LISTED ENTRIES section start
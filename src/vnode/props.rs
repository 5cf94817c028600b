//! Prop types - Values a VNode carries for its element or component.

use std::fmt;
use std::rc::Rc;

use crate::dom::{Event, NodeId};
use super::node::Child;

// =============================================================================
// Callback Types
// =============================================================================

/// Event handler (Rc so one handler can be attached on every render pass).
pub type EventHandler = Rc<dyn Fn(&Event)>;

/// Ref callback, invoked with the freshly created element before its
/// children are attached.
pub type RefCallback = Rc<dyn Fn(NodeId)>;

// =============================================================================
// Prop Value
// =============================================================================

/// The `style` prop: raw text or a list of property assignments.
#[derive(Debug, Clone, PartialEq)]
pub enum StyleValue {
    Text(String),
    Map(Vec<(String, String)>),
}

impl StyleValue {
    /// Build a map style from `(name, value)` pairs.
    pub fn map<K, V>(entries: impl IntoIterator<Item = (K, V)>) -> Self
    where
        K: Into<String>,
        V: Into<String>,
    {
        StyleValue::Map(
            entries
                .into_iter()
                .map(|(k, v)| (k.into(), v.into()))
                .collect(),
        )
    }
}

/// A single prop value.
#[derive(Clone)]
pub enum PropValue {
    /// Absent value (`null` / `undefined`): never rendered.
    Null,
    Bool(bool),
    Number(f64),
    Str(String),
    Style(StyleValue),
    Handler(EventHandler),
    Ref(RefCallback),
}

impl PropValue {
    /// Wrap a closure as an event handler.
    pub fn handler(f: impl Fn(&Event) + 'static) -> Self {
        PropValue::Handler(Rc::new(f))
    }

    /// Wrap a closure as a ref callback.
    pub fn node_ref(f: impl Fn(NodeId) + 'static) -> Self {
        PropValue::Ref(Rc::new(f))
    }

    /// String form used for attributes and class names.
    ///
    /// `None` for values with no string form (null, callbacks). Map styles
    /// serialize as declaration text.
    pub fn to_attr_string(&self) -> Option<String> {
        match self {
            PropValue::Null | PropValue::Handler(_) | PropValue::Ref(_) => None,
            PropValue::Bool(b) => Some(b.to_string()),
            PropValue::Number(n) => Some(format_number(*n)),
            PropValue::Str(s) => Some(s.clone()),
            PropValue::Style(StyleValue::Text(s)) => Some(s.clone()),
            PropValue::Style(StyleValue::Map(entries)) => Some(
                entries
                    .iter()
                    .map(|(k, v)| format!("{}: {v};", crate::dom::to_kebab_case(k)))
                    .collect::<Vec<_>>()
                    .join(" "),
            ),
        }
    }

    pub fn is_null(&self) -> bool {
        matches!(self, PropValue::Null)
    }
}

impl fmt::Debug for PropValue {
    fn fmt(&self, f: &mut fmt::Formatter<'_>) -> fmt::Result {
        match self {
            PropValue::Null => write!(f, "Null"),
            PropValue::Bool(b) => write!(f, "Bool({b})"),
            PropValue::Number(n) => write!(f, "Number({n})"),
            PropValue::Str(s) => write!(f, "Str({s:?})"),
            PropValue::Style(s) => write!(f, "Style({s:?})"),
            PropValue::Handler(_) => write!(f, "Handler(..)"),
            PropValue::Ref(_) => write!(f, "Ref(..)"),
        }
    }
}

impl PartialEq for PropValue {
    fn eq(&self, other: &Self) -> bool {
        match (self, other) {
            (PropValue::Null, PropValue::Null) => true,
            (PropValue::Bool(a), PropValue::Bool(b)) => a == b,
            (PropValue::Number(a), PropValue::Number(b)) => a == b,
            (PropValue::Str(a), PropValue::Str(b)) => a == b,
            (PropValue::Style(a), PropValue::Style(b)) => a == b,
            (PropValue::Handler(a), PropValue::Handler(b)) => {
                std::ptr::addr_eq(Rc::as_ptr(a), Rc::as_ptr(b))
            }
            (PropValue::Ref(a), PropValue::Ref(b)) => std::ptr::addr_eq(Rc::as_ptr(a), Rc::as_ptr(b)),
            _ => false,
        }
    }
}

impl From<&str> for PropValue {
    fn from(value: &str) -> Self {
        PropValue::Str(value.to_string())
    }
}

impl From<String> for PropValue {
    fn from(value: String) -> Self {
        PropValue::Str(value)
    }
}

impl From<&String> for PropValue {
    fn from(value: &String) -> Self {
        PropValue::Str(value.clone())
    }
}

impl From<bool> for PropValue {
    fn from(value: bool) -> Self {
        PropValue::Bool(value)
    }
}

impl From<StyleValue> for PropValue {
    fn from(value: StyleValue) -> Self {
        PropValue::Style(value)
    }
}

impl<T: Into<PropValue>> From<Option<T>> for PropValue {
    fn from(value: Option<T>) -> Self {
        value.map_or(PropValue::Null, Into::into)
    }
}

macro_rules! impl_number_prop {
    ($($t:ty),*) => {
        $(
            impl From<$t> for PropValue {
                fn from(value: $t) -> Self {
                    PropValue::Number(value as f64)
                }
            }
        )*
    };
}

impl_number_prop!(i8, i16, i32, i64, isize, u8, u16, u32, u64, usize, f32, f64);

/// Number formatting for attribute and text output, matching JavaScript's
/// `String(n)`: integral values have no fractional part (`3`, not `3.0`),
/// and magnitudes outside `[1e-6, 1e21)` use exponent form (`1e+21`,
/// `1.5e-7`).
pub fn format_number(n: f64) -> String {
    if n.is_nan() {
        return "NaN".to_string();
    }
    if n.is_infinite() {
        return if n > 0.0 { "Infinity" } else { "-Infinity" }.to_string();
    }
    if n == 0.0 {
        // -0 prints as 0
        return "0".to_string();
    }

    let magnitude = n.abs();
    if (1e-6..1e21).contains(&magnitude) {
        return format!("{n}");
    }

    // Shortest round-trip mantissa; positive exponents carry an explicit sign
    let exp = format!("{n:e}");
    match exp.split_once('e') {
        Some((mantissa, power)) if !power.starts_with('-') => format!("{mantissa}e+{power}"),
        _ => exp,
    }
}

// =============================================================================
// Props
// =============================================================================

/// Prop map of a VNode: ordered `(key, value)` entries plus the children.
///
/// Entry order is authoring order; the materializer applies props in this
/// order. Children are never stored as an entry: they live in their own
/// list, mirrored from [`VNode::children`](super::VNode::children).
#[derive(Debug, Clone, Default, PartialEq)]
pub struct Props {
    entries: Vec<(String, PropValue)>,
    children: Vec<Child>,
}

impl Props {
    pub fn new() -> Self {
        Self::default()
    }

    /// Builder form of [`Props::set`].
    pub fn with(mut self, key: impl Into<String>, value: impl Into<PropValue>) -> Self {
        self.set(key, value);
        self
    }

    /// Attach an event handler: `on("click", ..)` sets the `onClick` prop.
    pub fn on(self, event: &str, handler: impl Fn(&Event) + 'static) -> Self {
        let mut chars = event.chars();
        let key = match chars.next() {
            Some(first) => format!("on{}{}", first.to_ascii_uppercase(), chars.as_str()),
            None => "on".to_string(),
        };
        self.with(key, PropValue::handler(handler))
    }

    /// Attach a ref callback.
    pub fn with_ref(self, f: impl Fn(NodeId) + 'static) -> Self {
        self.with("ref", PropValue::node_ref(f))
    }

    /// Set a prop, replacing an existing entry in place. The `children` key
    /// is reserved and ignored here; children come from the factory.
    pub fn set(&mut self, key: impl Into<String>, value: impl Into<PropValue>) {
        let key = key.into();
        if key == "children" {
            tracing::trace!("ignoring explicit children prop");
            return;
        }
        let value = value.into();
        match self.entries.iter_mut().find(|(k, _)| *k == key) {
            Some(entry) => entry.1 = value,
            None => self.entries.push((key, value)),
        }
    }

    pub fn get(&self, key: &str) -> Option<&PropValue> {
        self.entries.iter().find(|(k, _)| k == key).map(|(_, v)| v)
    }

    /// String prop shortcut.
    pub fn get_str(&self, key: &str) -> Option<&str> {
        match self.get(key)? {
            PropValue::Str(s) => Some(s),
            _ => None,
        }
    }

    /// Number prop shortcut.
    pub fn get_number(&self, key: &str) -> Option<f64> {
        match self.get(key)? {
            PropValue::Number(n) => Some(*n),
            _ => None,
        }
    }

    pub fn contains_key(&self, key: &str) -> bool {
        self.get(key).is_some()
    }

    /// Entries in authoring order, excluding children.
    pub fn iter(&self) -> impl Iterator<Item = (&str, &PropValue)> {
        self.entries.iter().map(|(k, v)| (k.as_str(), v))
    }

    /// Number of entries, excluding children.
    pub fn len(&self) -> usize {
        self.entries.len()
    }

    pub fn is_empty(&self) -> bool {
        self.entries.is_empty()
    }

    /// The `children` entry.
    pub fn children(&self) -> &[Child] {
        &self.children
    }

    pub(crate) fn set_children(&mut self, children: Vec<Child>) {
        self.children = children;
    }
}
LISTED ENTRIES section end
LISTED ENTRIES section start
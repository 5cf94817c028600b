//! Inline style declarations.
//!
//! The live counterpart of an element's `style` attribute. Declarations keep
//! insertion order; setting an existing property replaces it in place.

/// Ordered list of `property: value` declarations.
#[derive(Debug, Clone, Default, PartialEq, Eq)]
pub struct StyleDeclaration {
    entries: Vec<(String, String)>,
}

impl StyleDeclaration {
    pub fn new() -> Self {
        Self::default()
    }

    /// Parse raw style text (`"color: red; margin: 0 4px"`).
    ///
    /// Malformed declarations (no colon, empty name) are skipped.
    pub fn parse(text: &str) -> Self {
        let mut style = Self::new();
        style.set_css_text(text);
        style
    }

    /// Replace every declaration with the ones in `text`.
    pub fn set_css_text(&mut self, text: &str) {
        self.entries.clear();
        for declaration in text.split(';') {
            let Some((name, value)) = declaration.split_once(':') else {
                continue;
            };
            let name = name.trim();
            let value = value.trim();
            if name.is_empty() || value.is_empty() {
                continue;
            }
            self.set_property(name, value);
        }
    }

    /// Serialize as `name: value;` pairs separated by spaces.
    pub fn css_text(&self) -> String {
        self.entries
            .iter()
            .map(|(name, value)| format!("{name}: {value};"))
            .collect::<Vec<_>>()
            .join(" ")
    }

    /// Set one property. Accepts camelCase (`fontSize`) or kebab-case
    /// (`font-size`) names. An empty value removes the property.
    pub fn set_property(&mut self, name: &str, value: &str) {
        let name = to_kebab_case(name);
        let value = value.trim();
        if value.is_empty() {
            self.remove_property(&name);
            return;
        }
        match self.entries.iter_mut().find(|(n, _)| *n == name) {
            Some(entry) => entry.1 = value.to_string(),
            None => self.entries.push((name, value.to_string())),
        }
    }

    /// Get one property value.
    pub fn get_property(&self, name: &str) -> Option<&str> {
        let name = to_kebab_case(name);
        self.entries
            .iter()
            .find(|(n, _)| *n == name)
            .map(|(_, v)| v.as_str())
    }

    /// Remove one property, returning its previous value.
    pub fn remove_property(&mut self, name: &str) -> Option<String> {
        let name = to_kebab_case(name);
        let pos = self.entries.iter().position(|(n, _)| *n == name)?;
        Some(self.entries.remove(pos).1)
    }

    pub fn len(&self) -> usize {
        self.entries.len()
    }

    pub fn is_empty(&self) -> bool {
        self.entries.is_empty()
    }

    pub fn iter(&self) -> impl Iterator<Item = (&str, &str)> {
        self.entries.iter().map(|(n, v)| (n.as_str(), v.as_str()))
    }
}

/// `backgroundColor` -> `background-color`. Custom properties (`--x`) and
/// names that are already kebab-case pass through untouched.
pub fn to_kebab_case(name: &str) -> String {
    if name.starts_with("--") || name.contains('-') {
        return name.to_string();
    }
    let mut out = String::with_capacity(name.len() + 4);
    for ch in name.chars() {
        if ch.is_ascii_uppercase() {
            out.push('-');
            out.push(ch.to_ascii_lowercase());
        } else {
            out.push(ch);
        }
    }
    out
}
LISTED ENTRIES section end
LISTED ENTRIES section start
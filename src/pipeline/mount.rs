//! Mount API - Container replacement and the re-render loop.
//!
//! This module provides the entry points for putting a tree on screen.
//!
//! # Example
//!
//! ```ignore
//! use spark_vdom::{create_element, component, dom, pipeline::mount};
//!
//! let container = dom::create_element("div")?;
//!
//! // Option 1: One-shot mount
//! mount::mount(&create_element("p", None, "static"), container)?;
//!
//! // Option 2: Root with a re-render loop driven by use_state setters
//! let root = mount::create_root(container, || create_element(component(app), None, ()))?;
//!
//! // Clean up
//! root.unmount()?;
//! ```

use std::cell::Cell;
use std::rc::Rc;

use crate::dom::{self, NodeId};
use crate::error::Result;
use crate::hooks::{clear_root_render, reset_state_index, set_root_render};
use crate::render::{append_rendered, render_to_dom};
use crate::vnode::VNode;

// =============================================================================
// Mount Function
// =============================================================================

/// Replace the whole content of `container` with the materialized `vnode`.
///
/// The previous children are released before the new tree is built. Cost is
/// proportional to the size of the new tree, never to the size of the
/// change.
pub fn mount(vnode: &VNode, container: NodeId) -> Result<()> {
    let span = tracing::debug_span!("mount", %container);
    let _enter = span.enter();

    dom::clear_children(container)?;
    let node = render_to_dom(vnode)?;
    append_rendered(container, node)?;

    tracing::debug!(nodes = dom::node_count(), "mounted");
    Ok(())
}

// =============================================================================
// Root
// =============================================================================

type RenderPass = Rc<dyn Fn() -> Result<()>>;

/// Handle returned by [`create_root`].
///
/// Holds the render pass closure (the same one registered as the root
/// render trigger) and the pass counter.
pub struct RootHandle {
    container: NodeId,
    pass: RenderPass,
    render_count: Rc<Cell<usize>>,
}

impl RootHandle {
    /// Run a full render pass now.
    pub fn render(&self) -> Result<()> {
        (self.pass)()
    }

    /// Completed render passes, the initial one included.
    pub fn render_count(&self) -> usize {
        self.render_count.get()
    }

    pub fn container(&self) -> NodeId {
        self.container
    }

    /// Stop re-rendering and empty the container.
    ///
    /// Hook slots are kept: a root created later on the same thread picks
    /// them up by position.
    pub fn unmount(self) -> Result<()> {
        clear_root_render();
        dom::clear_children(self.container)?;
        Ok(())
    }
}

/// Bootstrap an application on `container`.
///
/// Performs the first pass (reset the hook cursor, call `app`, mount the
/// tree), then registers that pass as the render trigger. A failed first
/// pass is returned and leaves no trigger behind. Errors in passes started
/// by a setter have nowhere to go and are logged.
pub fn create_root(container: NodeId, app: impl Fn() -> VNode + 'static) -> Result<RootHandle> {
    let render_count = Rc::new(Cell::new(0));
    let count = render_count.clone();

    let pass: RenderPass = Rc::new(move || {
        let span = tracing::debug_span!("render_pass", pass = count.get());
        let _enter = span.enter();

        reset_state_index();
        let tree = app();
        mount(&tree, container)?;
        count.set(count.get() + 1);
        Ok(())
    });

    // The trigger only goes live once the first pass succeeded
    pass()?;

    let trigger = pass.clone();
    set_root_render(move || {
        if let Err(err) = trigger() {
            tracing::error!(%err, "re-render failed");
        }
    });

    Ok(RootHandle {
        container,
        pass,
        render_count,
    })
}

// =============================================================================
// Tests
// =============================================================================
LISTED ENTRIES section end
TASK TO CARRY OUT:
Above are some records; copy exactly the lines from the one with "PropValue::Bool(value)" through the one with "integral values have", both included, and no others.

SOLUTION:
        PropValue::Bool(value)
    }
}

impl From<StyleValue> for PropValue {
    fn from(value: StyleValue) -> Self {
        PropValue::Style(value)
    }
}

impl<T: Into<PropValue>> From<Option<T>> for PropValue {
    fn from(value: Option<T>) -> Self {
        value.map_or(PropValue::Null, Into::into)
    }
}

macro_rules! impl_number_prop {
    ($($t:ty),*) => {
        $(
            impl From<$t> for PropValue {
                fn from(value: $t) -> Self {
                    PropValue::Number(value as f64)
                }
            }
        )*
    };
}

impl_number_prop!(i8, i16, i32, i64, isize, u8, u16, u32, u64, usize, f32, f64);

/// Number formatting for attribute and text output, matching JavaScript's
/// `String(n)`: integral values have no fractional part (`3`, not `3.0`),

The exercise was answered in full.